(What is needed):
Of the lines in the data below, write out exactly those from the one holding "Admin Content Editor" through the one holding "malformed means 0.", both included.

◇ ◇ ◇

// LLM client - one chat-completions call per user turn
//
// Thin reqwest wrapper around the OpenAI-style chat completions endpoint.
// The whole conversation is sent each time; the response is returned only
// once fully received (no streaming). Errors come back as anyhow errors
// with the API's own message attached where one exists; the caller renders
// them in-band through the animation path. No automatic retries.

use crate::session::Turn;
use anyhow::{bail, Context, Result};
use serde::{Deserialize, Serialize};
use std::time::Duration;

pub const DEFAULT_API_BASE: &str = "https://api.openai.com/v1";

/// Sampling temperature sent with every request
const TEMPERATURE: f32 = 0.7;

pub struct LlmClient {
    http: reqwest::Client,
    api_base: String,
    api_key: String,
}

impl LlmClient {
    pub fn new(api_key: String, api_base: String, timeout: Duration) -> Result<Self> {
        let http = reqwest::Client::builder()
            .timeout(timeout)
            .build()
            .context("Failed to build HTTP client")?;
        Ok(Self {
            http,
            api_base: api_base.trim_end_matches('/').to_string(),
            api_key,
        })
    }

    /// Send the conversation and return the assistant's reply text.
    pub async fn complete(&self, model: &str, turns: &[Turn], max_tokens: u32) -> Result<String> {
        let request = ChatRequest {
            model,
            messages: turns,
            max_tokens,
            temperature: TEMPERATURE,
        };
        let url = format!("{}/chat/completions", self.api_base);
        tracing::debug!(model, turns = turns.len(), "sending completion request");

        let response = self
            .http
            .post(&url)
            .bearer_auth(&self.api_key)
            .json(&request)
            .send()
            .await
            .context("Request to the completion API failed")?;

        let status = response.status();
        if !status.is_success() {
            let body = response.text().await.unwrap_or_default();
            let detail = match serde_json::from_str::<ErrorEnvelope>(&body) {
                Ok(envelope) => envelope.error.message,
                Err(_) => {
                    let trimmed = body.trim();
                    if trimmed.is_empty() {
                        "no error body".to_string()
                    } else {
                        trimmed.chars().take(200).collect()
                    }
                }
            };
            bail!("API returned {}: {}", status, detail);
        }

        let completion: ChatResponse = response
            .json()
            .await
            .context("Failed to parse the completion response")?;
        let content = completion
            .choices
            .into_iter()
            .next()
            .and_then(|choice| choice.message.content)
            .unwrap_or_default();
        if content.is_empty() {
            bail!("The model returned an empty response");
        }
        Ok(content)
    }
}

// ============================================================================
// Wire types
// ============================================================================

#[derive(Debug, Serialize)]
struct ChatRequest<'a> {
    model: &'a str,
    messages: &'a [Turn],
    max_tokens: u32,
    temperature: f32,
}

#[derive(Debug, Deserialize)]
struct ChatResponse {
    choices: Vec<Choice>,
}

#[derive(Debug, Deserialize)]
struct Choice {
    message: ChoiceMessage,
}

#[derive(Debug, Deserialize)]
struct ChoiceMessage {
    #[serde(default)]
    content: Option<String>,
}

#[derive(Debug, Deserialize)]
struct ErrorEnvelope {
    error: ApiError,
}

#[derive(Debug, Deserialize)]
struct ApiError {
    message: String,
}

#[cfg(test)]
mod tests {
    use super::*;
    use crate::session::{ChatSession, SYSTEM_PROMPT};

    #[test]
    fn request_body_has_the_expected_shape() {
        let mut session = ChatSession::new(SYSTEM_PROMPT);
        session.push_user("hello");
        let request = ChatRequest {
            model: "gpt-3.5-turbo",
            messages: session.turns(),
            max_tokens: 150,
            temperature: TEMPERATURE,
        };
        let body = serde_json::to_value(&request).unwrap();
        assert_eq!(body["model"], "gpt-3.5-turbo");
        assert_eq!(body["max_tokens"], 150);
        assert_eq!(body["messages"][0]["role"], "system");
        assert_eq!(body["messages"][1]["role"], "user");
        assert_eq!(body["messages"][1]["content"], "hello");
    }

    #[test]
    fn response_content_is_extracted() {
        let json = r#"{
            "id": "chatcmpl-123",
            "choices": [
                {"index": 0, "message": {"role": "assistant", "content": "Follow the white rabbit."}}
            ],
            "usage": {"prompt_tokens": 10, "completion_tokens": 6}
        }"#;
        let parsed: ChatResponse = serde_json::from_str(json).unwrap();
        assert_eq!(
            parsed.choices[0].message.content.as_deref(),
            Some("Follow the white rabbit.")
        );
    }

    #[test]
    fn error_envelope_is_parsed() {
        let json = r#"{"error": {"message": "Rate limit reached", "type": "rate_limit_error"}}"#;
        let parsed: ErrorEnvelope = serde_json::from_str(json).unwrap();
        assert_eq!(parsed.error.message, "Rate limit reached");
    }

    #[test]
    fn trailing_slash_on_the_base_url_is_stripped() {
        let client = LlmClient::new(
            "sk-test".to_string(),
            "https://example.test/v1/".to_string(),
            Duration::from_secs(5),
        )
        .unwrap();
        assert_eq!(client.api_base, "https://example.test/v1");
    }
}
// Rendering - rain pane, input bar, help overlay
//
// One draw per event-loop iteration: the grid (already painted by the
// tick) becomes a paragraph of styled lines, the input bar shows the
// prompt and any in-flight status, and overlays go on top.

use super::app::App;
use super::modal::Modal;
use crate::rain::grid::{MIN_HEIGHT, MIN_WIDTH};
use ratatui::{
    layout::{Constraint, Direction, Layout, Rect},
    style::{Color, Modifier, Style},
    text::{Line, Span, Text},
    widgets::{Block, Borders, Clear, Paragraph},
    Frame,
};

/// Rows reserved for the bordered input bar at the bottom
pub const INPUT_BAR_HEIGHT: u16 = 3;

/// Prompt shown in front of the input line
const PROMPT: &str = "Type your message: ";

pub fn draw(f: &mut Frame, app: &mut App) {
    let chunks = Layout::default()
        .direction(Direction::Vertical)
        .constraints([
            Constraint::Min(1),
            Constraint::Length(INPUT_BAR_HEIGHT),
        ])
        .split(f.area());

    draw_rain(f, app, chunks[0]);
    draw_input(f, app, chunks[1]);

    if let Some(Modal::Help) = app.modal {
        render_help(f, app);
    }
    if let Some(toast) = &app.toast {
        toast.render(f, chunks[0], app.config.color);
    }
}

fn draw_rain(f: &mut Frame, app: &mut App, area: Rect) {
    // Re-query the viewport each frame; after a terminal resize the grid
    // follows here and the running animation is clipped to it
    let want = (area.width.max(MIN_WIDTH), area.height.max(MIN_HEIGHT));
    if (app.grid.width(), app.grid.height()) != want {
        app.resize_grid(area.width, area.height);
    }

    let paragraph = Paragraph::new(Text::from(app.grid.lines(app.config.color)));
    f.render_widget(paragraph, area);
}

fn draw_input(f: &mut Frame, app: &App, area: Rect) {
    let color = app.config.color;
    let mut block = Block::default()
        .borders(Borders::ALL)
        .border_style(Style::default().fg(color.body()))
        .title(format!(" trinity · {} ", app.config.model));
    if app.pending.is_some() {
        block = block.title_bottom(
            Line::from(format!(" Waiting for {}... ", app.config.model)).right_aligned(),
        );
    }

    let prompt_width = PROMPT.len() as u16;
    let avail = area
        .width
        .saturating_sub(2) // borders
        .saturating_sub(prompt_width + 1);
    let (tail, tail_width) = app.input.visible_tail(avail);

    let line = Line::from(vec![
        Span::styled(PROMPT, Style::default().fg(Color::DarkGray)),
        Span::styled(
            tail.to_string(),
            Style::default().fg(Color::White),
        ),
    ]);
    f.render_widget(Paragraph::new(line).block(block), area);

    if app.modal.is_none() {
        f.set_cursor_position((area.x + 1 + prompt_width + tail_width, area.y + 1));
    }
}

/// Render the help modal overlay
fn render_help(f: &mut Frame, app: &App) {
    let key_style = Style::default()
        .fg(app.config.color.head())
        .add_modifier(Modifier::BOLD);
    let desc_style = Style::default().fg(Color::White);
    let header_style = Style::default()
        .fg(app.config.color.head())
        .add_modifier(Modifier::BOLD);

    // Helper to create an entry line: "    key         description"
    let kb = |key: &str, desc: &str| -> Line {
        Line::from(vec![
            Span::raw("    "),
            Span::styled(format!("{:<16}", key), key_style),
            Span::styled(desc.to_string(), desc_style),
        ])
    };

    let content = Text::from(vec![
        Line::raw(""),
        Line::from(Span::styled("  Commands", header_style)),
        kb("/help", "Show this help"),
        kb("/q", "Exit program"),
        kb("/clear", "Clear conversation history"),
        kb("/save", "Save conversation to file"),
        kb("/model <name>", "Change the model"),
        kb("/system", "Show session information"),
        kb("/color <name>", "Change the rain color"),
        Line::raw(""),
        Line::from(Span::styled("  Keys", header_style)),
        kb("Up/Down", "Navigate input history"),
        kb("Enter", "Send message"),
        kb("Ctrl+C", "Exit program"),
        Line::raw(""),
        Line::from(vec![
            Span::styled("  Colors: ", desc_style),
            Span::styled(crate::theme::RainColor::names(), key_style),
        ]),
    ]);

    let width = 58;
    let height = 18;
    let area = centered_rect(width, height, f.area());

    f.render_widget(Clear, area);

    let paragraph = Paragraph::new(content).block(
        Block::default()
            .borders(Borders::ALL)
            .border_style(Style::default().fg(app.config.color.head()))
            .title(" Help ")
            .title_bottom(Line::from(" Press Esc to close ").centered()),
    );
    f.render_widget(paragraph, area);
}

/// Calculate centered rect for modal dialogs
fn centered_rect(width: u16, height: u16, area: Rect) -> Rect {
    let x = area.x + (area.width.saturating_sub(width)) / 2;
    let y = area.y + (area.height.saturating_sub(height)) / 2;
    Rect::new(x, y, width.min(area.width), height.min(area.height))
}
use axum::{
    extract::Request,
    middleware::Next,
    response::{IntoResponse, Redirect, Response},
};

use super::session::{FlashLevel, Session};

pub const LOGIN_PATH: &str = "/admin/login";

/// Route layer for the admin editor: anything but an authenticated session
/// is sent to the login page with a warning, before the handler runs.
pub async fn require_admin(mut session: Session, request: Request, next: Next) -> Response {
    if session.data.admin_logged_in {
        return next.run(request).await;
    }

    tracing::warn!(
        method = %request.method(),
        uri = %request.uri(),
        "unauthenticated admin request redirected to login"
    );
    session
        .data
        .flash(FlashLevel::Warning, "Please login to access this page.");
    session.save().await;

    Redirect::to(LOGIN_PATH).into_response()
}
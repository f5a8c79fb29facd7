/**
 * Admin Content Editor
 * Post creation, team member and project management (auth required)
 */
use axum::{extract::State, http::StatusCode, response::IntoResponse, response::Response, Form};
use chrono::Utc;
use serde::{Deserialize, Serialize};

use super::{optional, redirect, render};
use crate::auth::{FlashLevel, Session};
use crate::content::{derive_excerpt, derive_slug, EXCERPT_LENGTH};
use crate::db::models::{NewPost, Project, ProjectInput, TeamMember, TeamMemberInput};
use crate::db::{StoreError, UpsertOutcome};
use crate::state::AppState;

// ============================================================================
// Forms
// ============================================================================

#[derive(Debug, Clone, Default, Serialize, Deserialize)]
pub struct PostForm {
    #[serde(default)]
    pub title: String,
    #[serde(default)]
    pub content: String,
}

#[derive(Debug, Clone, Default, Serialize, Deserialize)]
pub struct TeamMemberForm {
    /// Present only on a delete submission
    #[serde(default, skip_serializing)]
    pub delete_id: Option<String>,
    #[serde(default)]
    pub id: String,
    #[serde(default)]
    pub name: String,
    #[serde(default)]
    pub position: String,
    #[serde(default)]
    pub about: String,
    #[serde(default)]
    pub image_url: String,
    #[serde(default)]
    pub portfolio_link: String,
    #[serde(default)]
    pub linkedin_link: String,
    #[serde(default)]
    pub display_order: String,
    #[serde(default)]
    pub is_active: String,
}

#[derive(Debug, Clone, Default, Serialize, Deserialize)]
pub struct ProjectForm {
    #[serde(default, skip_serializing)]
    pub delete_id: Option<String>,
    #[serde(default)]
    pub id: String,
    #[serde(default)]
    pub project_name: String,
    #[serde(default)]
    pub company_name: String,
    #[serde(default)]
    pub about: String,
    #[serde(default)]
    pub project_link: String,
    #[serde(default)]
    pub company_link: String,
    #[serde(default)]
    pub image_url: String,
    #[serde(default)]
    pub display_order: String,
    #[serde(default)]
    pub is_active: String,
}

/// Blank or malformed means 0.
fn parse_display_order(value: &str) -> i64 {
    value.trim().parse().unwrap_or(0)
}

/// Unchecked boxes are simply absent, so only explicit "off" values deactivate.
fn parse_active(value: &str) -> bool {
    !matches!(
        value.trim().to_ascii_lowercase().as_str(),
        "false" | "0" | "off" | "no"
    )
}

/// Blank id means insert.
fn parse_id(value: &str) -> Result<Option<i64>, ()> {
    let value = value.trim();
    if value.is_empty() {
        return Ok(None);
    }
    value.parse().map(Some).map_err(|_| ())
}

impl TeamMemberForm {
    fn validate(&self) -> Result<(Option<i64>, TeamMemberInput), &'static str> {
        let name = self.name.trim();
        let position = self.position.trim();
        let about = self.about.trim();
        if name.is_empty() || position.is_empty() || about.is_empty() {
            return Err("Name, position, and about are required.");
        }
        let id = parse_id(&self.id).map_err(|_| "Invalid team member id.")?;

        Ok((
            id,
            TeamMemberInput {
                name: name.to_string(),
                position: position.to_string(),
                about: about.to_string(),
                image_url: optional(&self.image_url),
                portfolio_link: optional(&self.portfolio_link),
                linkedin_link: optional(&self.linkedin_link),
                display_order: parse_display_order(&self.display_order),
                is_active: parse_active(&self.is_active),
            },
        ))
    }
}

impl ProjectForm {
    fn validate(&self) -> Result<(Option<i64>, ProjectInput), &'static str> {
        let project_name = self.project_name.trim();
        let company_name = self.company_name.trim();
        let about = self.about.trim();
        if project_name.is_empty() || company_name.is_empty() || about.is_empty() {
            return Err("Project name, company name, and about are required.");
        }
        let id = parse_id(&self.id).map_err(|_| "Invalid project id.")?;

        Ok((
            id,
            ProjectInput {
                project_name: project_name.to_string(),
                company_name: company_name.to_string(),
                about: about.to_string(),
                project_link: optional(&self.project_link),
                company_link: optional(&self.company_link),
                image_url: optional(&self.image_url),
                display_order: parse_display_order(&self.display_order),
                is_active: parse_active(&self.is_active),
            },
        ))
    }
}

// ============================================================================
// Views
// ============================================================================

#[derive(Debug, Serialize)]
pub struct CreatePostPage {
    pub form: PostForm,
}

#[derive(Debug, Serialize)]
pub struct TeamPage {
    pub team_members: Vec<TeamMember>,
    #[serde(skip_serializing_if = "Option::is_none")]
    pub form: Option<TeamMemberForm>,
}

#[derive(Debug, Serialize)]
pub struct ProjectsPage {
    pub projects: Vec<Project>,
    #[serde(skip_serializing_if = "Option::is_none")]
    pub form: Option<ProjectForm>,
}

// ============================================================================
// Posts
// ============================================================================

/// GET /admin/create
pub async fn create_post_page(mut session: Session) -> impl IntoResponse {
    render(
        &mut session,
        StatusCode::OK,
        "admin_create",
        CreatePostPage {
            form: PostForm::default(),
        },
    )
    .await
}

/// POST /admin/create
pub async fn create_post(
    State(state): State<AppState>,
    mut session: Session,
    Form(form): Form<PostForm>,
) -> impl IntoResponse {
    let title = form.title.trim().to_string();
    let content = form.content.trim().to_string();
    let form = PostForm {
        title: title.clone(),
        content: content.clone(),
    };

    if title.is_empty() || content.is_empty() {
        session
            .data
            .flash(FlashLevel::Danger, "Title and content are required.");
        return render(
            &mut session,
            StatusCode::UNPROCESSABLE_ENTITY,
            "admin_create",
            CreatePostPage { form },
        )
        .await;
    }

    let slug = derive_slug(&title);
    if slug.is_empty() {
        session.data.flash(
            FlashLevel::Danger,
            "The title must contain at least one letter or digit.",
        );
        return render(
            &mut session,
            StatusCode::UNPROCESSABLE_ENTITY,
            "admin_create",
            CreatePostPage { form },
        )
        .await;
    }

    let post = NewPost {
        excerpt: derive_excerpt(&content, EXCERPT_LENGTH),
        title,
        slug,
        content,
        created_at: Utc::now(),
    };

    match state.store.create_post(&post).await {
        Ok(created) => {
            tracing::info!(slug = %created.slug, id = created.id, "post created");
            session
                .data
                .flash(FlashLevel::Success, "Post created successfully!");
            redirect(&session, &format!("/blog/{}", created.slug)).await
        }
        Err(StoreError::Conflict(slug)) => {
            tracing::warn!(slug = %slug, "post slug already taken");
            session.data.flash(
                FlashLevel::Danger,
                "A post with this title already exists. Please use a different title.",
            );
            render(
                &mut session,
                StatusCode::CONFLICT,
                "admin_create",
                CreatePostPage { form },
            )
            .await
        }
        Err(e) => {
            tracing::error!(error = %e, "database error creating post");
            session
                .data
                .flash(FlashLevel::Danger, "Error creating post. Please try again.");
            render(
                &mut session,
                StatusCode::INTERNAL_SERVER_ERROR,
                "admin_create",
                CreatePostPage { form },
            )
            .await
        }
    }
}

◇ ◇ ◇

(Result of this exercise):
 * Admin Content Editor
 * Post creation, team member and project management (auth required)
 */
use axum::{extract::State, http::StatusCode, response::IntoResponse, response::Response, Form};
use chrono::Utc;
use serde::{Deserialize, Serialize};

use super::{optional, redirect, render};
use crate::auth::{FlashLevel, Session};
use crate::content::{derive_excerpt, derive_slug, EXCERPT_LENGTH};
use crate::db::models::{NewPost, Project, ProjectInput, TeamMember, TeamMemberInput};
use crate::db::{StoreError, UpsertOutcome};
use crate::state::AppState;

// ============================================================================
// Forms
// ============================================================================

#[derive(Debug, Clone, Default, Serialize, Deserialize)]
pub struct PostForm {
    #[serde(default)]
    pub title: String,
    #[serde(default)]
    pub content: String,
}

#[derive(Debug, Clone, Default, Serialize, Deserialize)]
pub struct TeamMemberForm {
    /// Present only on a delete submission
    #[serde(default, skip_serializing)]
    pub delete_id: Option<String>,
    #[serde(default)]
    pub id: String,
    #[serde(default)]
    pub name: String,
    #[serde(default)]
    pub position: String,
    #[serde(default)]
    pub about: String,
    #[serde(default)]
    pub image_url: String,
    #[serde(default)]
    pub portfolio_link: String,
    #[serde(default)]
    pub linkedin_link: String,
    #[serde(default)]
    pub display_order: String,
    #[serde(default)]
    pub is_active: String,
}

#[derive(Debug, Clone, Default, Serialize, Deserialize)]
pub struct ProjectForm {
    #[serde(default, skip_serializing)]
    pub delete_id: Option<String>,
    #[serde(default)]
    pub id: String,
    #[serde(default)]
    pub project_name: String,
    #[serde(default)]
    pub company_name: String,
    #[serde(default)]
    pub about: String,
    #[serde(default)]
    pub project_link: String,
    #[serde(default)]
    pub company_link: String,
    #[serde(default)]
    pub image_url: String,
    #[serde(default)]
    pub display_order: String,
    #[serde(default)]
    pub is_active: String,
}

/// Blank or malformed means 0.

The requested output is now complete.